Exactly what the men in all these situations are doing is strangle not mentioned
Nojusttheone · 20/07/2021 08:54

Friends organised a meal rota for us when our son was born and it was wonderful. I have often joined meal rotas for people in the community who have had a baby/are Ill/had a bereavement etc. I'm in the UK. I'm surprised by the replies here, I didn't realise it was so unusual.

Organising it yourself and asking strangers would be very odd though.

3Britnee · 20/07/2021 08:55

@KateTheEighth

Yikes - what a weird idea!

Imagine the thread on here. "My new neighbours have just had a baby and have asked all the neighbours to cook for them. AIBU to think they are cheeky fuckers?"

I'm sure that thread has actually been posted before.
iolaus · 20/07/2021 08:55

Your HV sounds weird

TheSunShinesBrighter · 20/07/2021 08:58

@Fizbosshoes

*In your case your church recognised you as a person in need. PND is an illness. A person with 7 children, working F/T and PND is obviously in a difficult situation.*

No the church cooked for me because I'd had a baby (they didnt know i had PND) and because it's a nice thing to do Smile
And I meant that the superior MN can look after 7 children without help.(i only have 2 )

Ok. Misunderstood as I thought you were saying you had 7 children, PND, worked full time and a newborn. THAT person is in need IMO.

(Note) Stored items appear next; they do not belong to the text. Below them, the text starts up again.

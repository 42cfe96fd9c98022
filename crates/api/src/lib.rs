//! RAG bridge API server library.
//!
//! Exposes the building blocks (config, state, error handling, routes,
//! WebSocket infrastructure, background jobs) so integration tests and the
//! binary entrypoint can both access them.

pub mod background;
pub mod config;
pub mod error;
pub mod extract;
pub mod handlers;
pub mod notifications;
pub mod router;
pub mod routes;
pub mod state;
pub mod ws;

In your case I’m presuming you are a member of the church that provided you with food because it was ‘a nice thing to do’ ?

Church congregations support one another in the way family/friends do.

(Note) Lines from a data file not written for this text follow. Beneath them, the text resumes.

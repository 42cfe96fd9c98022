//! Pushes task events from the event bus to WebSocket clients.
//!
//! Events are notifications only: the result stays in the store until a
//! client polls it.

use std::sync::Arc;

use axum::extract::ws::Message;
use ragbridge_core::task_events::{
    EVENT_TASK_COMPLETED, EVENT_TASK_FAILED, MSG_TYPE_TASK_COMPLETED, MSG_TYPE_TASK_FAILED,
};
use ragbridge_events::TaskEvent;
use serde::Serialize;
use tokio::sync::broadcast;

use crate::ws::WsManager;

/// JSON frame sent to browser clients for each task event.
#[derive(Debug, Serialize)]
#[serde(rename_all = "camelCase")]
pub struct TaskEventMessage<'a> {
    #[serde(rename = "type")]
    pub msg_type: &'static str,
    pub task_id: &'a str,
    #[serde(skip_serializing_if = "Option::is_none")]
    pub payload: Option<&'a serde_json::Value>,
    #[serde(skip_serializing_if = "Option::is_none")]
    pub error_message: Option<&'a str>,
    pub timestamp: &'a ragbridge_core::types::Timestamp,
}

impl<'a> TaskEventMessage<'a> {
    /// Map a bus event to its client frame. Unknown event types yield `None`.
    pub fn from_event(event: &'a TaskEvent) -> Option<Self> {
        let msg_type = match event.event_type.as_str() {
            EVENT_TASK_COMPLETED => MSG_TYPE_TASK_COMPLETED,
            EVENT_TASK_FAILED => MSG_TYPE_TASK_FAILED,
            _ => return None,
        };
        Some(Self {
            msg_type,
            task_id: &event.task_id,
            payload: event.payload.as_ref(),
            error_message: event.error_message.as_deref(),
            timestamp: &event.timestamp,
        })
    }
}

/// Routes task events to interested WebSocket connections.
pub struct TaskEventRouter {
    ws_manager: Arc<WsManager>,
}

impl TaskEventRouter {
    pub fn new(ws_manager: Arc<WsManager>) -> Self {
        Self { ws_manager }
    }

    /// Run the routing loop until the [`EventBus`](ragbridge_events::EventBus)
    /// is dropped.
    pub async fn run(self, mut receiver: broadcast::Receiver<TaskEvent>) {
        loop {
            match receiver.recv().await {
                Ok(event) => self.route_event(&event).await,
                Err(broadcast::error::RecvError::Lagged(n)) => {
                    tracing::warn!(skipped = n, "Task event router lagged");
                }
                Err(broadcast::error::RecvError::Closed) => {
                    tracing::info!("Event bus closed, task event router shutting down");
                    break;
                }
            }
        }
    }

    async fn route_event(&self, event: &TaskEvent) {
        let Some(frame) = TaskEventMessage::from_event(event) else {
            tracing::warn!(event_type = %event.event_type, "Unknown task event type, skipping");
            return;
        };

        let text = match serde_json::to_string(&frame) {
            Ok(text) => text,
            Err(e) => {
                tracing::error!(error = %e, task_id = %event.task_id, "Failed to encode task event");
                return;
            }
        };

        let delivered = self
            .ws_manager
            .send_to_task(&event.task_id, Message::Text(text.into()))
            .await;
        tracing::debug!(task_id = %event.task_id, delivered, "Task event routed");
    }
}
//! WebSocket infrastructure for pushing task events to browser clients.
//!
//! Provides connection management, heartbeat monitoring, and the HTTP
//! upgrade handler used by Axum routes.

mod handler;
pub mod heartbeat;
pub mod manager;

pub use handler::{ws_handler, ClientMessage};
pub use manager::WsManager;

They are not strangers like the OP’s neighbours.

Or are you going to tell me that it was it a random church in your town and thy don’t know you? Just ‘heard you’d had a baby’?

cookiecreampie · 20/07/2021 08:58

Why do you see yourself as in need? Other people have babies and other life struggles. Do you think they have time for this? Unbelievably rude and cheeky.

TheSunShinesBrighter · 20/07/2021 08:59

That would be a bit odd! 😄

Confusedandshaken · 20/07/2021 08:59

We've done it at our church when a parishioner was unwell but I didn't know it was called a meal train. We just called it "cooking for the XX family'. For those of us who cooked it wasn't a hassle at all, just an extra meal or two a week to be prepared but I'm sure it was quite a headache for the person co-ordinating it.

Your HV is batshit crazy if she thinks you could or should be asking total strangers to do this for you.